WHAT NEEDS TO BE DONE — Scan the data, and whenever a line contains "node", copy it.

RECORDS SHOWN —
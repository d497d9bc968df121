//! Step packaging.
//!
//! The [`Builder`] orchestrates a build invocation: it registers steps,
//! dispatches each one to the [`StepBuilder`] registered for its language and
//! records bundle sizes for the validators.
//!
//! # Submodules
//!
//! - [`builder`] - Registry, bounded worker pool and size bookkeeping
//! - [`node`], [`python`], [`csharp`], [`ruby`] - Per-language packaging strategies

pub mod builder;
pub mod csharp;
pub mod node;
pub mod python;
pub mod ruby;
mod types;

pub use builder::{BuildOutcome, Builder, StepFailure};
pub use types::*;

RESPONSE AREA —
//! - [`node`], [`python`], [`csharp`], [`ruby`] - Per-language packaging strategies
pub mod node;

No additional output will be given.